There was no heartbeat.

The baby had died some weeks earlier, although my body hadn’t woken up to this reality. It was not aware of the trauma that had taken place. They call it a silent miscarriage.

In many ways, from that moment to the next, nothing had changed. The hormones were still coursing, the nausea still ever-present. But, of course, everything had changed. I knew the truth.

The next day – July 5th, I was back in the same hospital, walking the same corridors, this time an exhausted, weepy mess. I demanded an ultrasound to check that a miracle hadn’t taken place over night.

And then the humiliation of a D and C, to scrape and remove the no-longer life, that my body refused to let go of.

I awoke from the anaesthetic, remembered, and howled with pain and sorrow. For a few days, I allowed myself to mourn.

Afterwards, there was no doctor’s appointment, or advice on how to cope, and I did not seek it out. Friends were kind and family looked after us, but soon I was back doing the only thing I knew how to do: I dusted myself off and tried not to think about it. I set my face to the wind and got on with life.

I was impatient. I wanted to get pregnant again, and soon.

I wanted it over. The weakness, the bleeding, the feeling out of control.

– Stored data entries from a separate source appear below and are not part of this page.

//! List label repository.
//!
//! # Responsibility
//! - Look up labels by `(name, todo_list_id)`.
//! - Insert labels either strictly or with upsert-style conflict skipping.
//!
//! # Invariants
//! - Label names are compared case-sensitively.
//! - The `UNIQUE (name, todo_list_id)` index is the source of truth for
//!   "already taken"; existence checks here are an optimization only.

use crate::model::list::TodoListLabel;
use crate::model::{LabelId, TodoListId};
use crate::repo::{ensure_connection_ready, parse_uuid, RepoResult};
use rusqlite::{params, Connection, Row};

const LABEL_SELECT_SQL: &str = "SELECT
    id,
    name,
    todo_list_id,
    created_at,
    updated_at
FROM todo_list_labels";

/// Repository interface for list labels.
pub trait LabelRepository {
    /// Finds the label named `name` in list `list_id`.
    fn find_label(&self, list_id: TodoListId, name: &str) -> RepoResult<Option<TodoListLabel>>;
    /// Returns whether `name` is already used in list `list_id`.
    fn label_name_taken(&self, list_id: TodoListId, name: &str) -> RepoResult<bool>;
    /// Inserts a label; a uniqueness conflict surfaces as an error.
    fn insert_label(&self, id: LabelId, list_id: TodoListId, name: &str) -> RepoResult<()>;
    /// Inserts a label unless `(name, list_id)` exists. Returns `true` when inserted.
    fn insert_label_if_absent(
        &self,
        id: LabelId,
        list_id: TodoListId,
        name: &str,
    ) -> RepoResult<bool>;
    /// Returns whether label `label_id` belongs to list `list_id`.
    fn label_belongs_to_list(&self, label_id: LabelId, list_id: TodoListId) -> RepoResult<bool>;
    /// Lists labels of one list ordered by name.
    fn labels_for_list(&self, list_id: TodoListId) -> RepoResult<Vec<TodoListLabel>>;
}

/// SQLite-backed label repository.
pub struct SqliteLabelRepository<'conn> {
    conn: &'conn Connection,
}

impl<'conn> SqliteLabelRepository<'conn> {
    /// Creates repository from a migrated connection or transaction.
    pub fn try_new(conn: &'conn Connection) -> RepoResult<Self> {
        ensure_connection_ready(conn, &["todo_lists", "todo_list_labels"])?;
        Ok(Self::new(conn))
    }

    /// Wraps a connection already checked by the caller.
    pub(crate) fn new(conn: &'conn Connection) -> Self {
        Self { conn }
    }
}

impl LabelRepository for SqliteLabelRepository<'_> {
    fn find_label(&self, list_id: TodoListId, name: &str) -> RepoResult<Option<TodoListLabel>> {
        let mut stmt = self.conn.prepare(&format!(
            "{LABEL_SELECT_SQL}
             WHERE name = ?1
               AND todo_list_id = ?2;"
        ))?;
        let mut rows = stmt.query(params![name, list_id.to_string()])?;
        if let Some(row) = rows.next()? {
            return Ok(Some(parse_label_row(row)?));
        }
        Ok(None)
    }

    fn label_name_taken(&self, list_id: TodoListId, name: &str) -> RepoResult<bool> {
        let exists: i64 = self.conn.query_row(
            "SELECT EXISTS(
                SELECT 1
                FROM todo_list_labels
                WHERE name = ?1
                  AND todo_list_id = ?2
            );",
            params![name, list_id.to_string()],
            |row| row.get(0),
        )?;
        Ok(exists == 1)
    }

    fn insert_label(&self, id: LabelId, list_id: TodoListId, name: &str) -> RepoResult<()> {
        self.conn.execute(
            "INSERT INTO todo_list_labels (id, name, todo_list_id) VALUES (?1, ?2, ?3);",
            params![id.to_string(), name, list_id.to_string()],
        )?;
        Ok(())
    }

    fn insert_label_if_absent(
        &self,
        id: LabelId,
        list_id: TodoListId,
        name: &str,
    ) -> RepoResult<bool> {
        let changed = self.conn.execute(
            "INSERT INTO todo_list_labels (id, name, todo_list_id)
             VALUES (?1, ?2, ?3)
             ON CONFLICT (name, todo_list_id) DO NOTHING;",
            params![id.to_string(), name, list_id.to_string()],
        )?;
        Ok(changed == 1)
    }

    fn label_belongs_to_list(&self, label_id: LabelId, list_id: TodoListId) -> RepoResult<bool> {
        let exists: i64 = self.conn.query_row(
            "SELECT EXISTS(
                SELECT 1
                FROM todo_list_labels
                WHERE id = ?1
                  AND todo_list_id = ?2
            );",
            params![label_id.to_string(), list_id.to_string()],
            |row| row.get(0),
        )?;
        Ok(exists == 1)
    }

    fn labels_for_list(&self, list_id: TodoListId) -> RepoResult<Vec<TodoListLabel>> {
        let mut stmt = self.conn.prepare(&format!(
            "{LABEL_SELECT_SQL}
             WHERE todo_list_id = ?1
             ORDER BY name ASC;"
        ))?;
        let mut rows = stmt.query([list_id.to_string()])?;
        let mut labels = Vec::new();
        while let Some(row) = rows.next()? {
            labels.push(parse_label_row(row)?);
        }
        Ok(labels)
    }
}

pub(crate) fn parse_label_row(row: &Row<'_>) -> RepoResult<TodoListLabel> {
    let id_text: String = row.get("id")?;
    let list_text: String = row.get("todo_list_id")?;
    Ok(TodoListLabel {
        id: parse_uuid(&id_text, "todo_list_labels.id")?,
        name: row.get("name")?,
        todo_list_id: parse_uuid(&list_text, "todo_list_labels.todo_list_id")?,
        created_at: row.get("created_at")?,
        updated_at: row.get("updated_at")?,
    })
}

I silenced my miscarriage.


It is valid.

I was brought up in a no-nonsense household with limited capacity for illness, a strong work-ethic and high respect for endurance. It is a reflex for me to be impatient with pain: mine or other peoples’.

(Just ask Matt – sympathy is not in my skill-set.)

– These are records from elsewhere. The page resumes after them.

//! Core domain logic for toutdoux.
//! This crate is the single source of truth for list, label, entry and
//! relation invariants.

pub mod config;
pub mod db;
pub mod logging;
pub mod model;
pub mod repo;
pub mod service;

pub use config::{bootstrap, BootstrapError, CoreConfig};
pub use logging::{default_log_level, init_logging, logging_status, LoggingError};
pub use model::entry::{CreateEntryRequest, TodoEntry};
pub use model::list::{TodoList, TodoListLabel};
pub use model::relation::{RelationRequest, TodoEntryRelation, TodoEntryRelationType};
pub use model::validation::FieldError;
pub use model::{LabelId, TodoEntryId, TodoListId, UserId};
pub use repo::{RepoError, RepoResult};
pub use service::entry_service::EntryService;
pub use service::error::{EntityKind, ServiceError};
pub use service::label_resolver::LabelResolver;
pub use service::list_service::ListService;
pub use service::relation_builder::RelationBuilder;
pub use service::relation_types::{seed_relation_types, RelationTypeRegistry, RELATION_TYPE_SEED};

/// Returns the core crate version.
pub fn core_version() -> &'static str {
    env!("CARGO_PKG_VERSION")
}
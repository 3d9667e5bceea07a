//! Domain model for lists, labels, entries and entry relations.
//!
//! # Responsibility
//! - Define canonical data structures used by core business logic.
//! - Hold the field-level validation rules shared by every write path.
//!
//! # Invariants
//! - Every persisted object is identified by a stable UUID.
//! - Labels are scoped to exactly one list; entries belong to exactly one list.
//! - Relations are directed and always outgoing from the entry that declares them.

pub mod entry;
pub mod list;
pub mod relation;
pub mod validation;

use uuid::Uuid;

/// Opaque identifier of the authenticated owner, supplied per request.
pub type UserId = Uuid;
/// Stable identifier of a to-do list.
pub type TodoListId = Uuid;
/// Stable identifier of a list label.
pub type LabelId = Uuid;
/// Stable identifier of a to-do entry.
pub type TodoEntryId = Uuid;
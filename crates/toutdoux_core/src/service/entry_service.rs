//! Transactional entry creation.
//!
//! # Responsibility
//! - Create one entry together with its labels and relations, atomically.
//! - Return the canonical snapshot of what storage holds afterwards.
//!
//! # Invariants
//! - Request-shape violations fail before any storage access.
//! - Label resolution, entry insert and relation insert share one
//!   IMMEDIATE transaction; any failure drops it, rolling everything back.
//! - The returned snapshot is read back inside that transaction, so storage
//!   defaults (timestamps, `done`) are reflected exactly.
//! - Titles and label names never appear in log events.

use crate::model::entry::{validate_entry_fields, CreateEntryRequest, NewTodoEntry, TodoEntry};
use crate::model::list::TodoListLabel;
use crate::model::validation::FieldError;
use crate::model::{TodoEntryId, TodoListId, UserId};
use crate::repo::entry_repo::{EntryRepository, SqliteEntryRepository};
use crate::repo::label_repo::{LabelRepository, SqliteLabelRepository};
use crate::repo::list_repo::{SqliteTodoListRepository, TodoListRepository};
use crate::repo::relation_type_repo::SqliteRelationTypeRepository;
use crate::repo::{ensure_connection_ready, RepoResult};
use crate::service::error::{EntityKind, ServiceError};
use crate::service::label_resolver::LabelResolver;
use crate::service::relation_builder::RelationBuilder;
use log::{error, info, warn};
use rusqlite::{Connection, Transaction, TransactionBehavior};
use std::time::Instant;
use uuid::Uuid;

const REQUIRED_TABLES: &[&str] = &[
    "todo_lists",
    "todo_list_labels",
    "todo_entries",
    "todo_entry_labels",
    "todo_entry_relation_types",
    "todo_entry_relations",
];

/// Entry use-case service bound to one connection.
pub struct EntryService<'conn> {
    conn: &'conn mut Connection,
}

impl<'conn> EntryService<'conn> {
    /// Constructs the service from a migrated connection.
    pub fn try_new(conn: &'conn mut Connection) -> RepoResult<Self> {
        ensure_connection_ready(conn, REQUIRED_TABLES)?;
        Ok(Self { conn })
    }

    /// Creates one entry in `list_id` on behalf of `owner`.
    ///
    /// Sequence: shape validation, list ownership, label resolution, entry
    /// insert with label links, relation build and batch insert, read-back.
    ///
    /// # Errors
    /// - `ValidationFailed` when any field, label or relation is invalid.
    /// - `NotFound` when the list is not visible to `owner` or a related
    ///   entry does not exist.
    /// - `Internal` on storage failure.
    ///
    /// On every error no row written by this call remains visible.
    pub fn create_entry(
        &mut self,
        list_id: TodoListId,
        owner: UserId,
        request: &CreateEntryRequest,
    ) -> Result<TodoEntry, ServiceError> {
        let started_at = Instant::now();

        let shape_errors = validate_entry_fields(&request.title, request.priority);
        if !shape_errors.is_empty() {
            let err = ServiceError::ValidationFailed(shape_errors);
            log_create_failure(list_id, &err, started_at);
            return Err(err);
        }

        let result = self
            .conn
            .transaction_with_behavior(TransactionBehavior::Immediate)
            .map_err(ServiceError::from)
            .and_then(|tx| {
                let entry = create_entry_in_tx(&tx, list_id, owner, request)?;
                tx.commit()?;
                Ok(entry)
            });

        match result {
            Ok(entry) => {
                info!(
                    "event=entry_create module=service status=ok list_id={list_id} entry_id={} label_count={} relation_count={} duration_ms={}",
                    entry.id,
                    entry.labels.len(),
                    entry.relations.len(),
                    started_at.elapsed().as_millis()
                );
                Ok(entry)
            }
            Err(err) => {
                log_create_failure(list_id, &err, started_at);
                Err(err)
            }
        }
    }

    /// Loads one entry snapshot visible to `owner`.
    pub fn get_entry(
        &self,
        owner: UserId,
        entry_id: TodoEntryId,
    ) -> Result<TodoEntry, ServiceError> {
        let conn: &Connection = &*self.conn;
        let entries = SqliteEntryRepository::new(conn);
        let lists = SqliteTodoListRepository::new(conn);

        match entries.get_entry(entry_id)? {
            Some(entry) if lists.list_owned_by(entry.todo_list_id, owner)? => Ok(entry),
            _ => Err(ServiceError::not_found(EntityKind::TodoEntry, entry_id)),
        }
    }
}

fn create_entry_in_tx(
    tx: &Transaction<'_>,
    list_id: TodoListId,
    owner: UserId,
    request: &CreateEntryRequest,
) -> Result<TodoEntry, ServiceError> {
    // Schema readiness was checked once in `EntryService::try_new`.
    let lists = SqliteTodoListRepository::new(tx);
    let labels_repo = SqliteLabelRepository::new(tx);
    let entries = SqliteEntryRepository::new(tx);
    let relation_types = SqliteRelationTypeRepository::new(tx);

    if !lists.list_owned_by(list_id, owner)? {
        return Err(ServiceError::not_found(EntityKind::TodoList, list_id));
    }

    let labels =
        LabelResolver::new(&labels_repo, &lists).resolve_labels(list_id, owner, &request.labels)?;

    let label_errors = validate_entry_labels(&labels_repo, list_id, &labels)?;
    if !label_errors.is_empty() {
        return Err(ServiceError::ValidationFailed(label_errors));
    }

    let entry = NewTodoEntry {
        id: request.entry_id.unwrap_or_else(Uuid::new_v4),
        todo_list_id: list_id,
        title: request.title.clone(),
        priority: request.priority,
        done: false,
        due_date: request.due_date,
    };
    if request.entry_id.is_some() && entries.entry_exists(entry.id)? {
        return Err(ServiceError::validation(
            "id",
            format!("todo entry {} already exists", entry.id),
        ));
    }

    let label_ids: Vec<_> = labels.iter().map(|label| label.id).collect();
    entries.insert_entry(&entry, &label_ids)?;

    RelationBuilder::new(&entries, &relation_types, owner)
        .create_relations(entry.id, &request.relations)?;

    entries
        .get_entry(entry.id)?
        .ok_or(ServiceError::InconsistentState(
            "created entry not found in read-back",
        ))
}

/// Checks that every label attached to a new entry belongs to `list_id`.
pub fn validate_entry_labels<L: LabelRepository>(
    labels_repo: &L,
    list_id: TodoListId,
    labels: &[TodoListLabel],
) -> RepoResult<Vec<FieldError>> {
    let mut errors = Vec::new();
    for label in labels {
        if !labels_repo.label_belongs_to_list(label.id, list_id)? {
            errors.push(FieldError::new(
                "labels",
                format!("todo_list_label {} not found in list {list_id}", label.id),
            ));
        }
    }
    Ok(errors)
}

fn log_create_failure(list_id: TodoListId, err: &ServiceError, started_at: Instant) {
    match err {
        ServiceError::Internal(_) | ServiceError::InconsistentState(_) => error!(
            "event=entry_create module=service status=error list_id={list_id} error_code={} duration_ms={} error={err}",
            err.code(),
            started_at.elapsed().as_millis()
        ),
        _ => warn!(
            "event=entry_create module=service status=rejected list_id={list_id} error_code={} violations={} duration_ms={}",
            err.code(),
            err.field_errors().len(),
            started_at.elapsed().as_millis()
        ),
    }
}
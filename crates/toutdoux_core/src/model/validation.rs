//! Structured validation violations.

use serde::{Deserialize, Serialize};
use std::fmt::{Display, Formatter};

/// One violated constraint, naming the offending field and value.
#[derive(Debug, Clone, PartialEq, Eq, Serialize, Deserialize)]
pub struct FieldError {
    /// Request field the violation is attached to (`title`, `labels`, ...).
    pub field: String,
    /// Human-readable message; includes the offending value where one exists.
    pub message: String,
}

impl FieldError {
    pub fn new(field: impl Into<String>, message: impl Into<String>) -> Self {
        Self {
            field: field.into(),
            message: message.into(),
        }
    }
}

impl Display for FieldError {
    fn fmt(&self, f: &mut Formatter<'_>) -> std::fmt::Result {
        write!(f, "{}: {}", self.field, self.message)
    }
}

/// Renders a violation list as one `; `-separated line.
pub fn join_field_errors(errors: &[FieldError]) -> String {
    errors
        .iter()
        .map(ToString::to_string)
        .collect::<Vec<_>>()
        .join("; ")
}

I am eager to have any mess – anything that could get out of control, wiped away and cleaned up. I want to anaesthetise myself from the tender feeling. I want to cover it up with bandages, and put clothes over it, to stop the evidence oozing through.

And when it does, unbidden, I want to run away and hide. Ashamed of my lack of self-control.

I don’t want to appear weak.

I don’t like the feeling of being exposed…

…and I feel exposed writing about this. My (at times very unhelpful) internal monologue has been trying to silence me. Telling me I am being self-indulgent by telling this story.

Eleven years (and three healthy children) on, I struggle to admit that this miscarriage was any kind of big deal. I know women and families (heroes) who have suffered so, so much more, and those who are still battling. I feel embarrassed to mention it. To make a ‘thing’ of it.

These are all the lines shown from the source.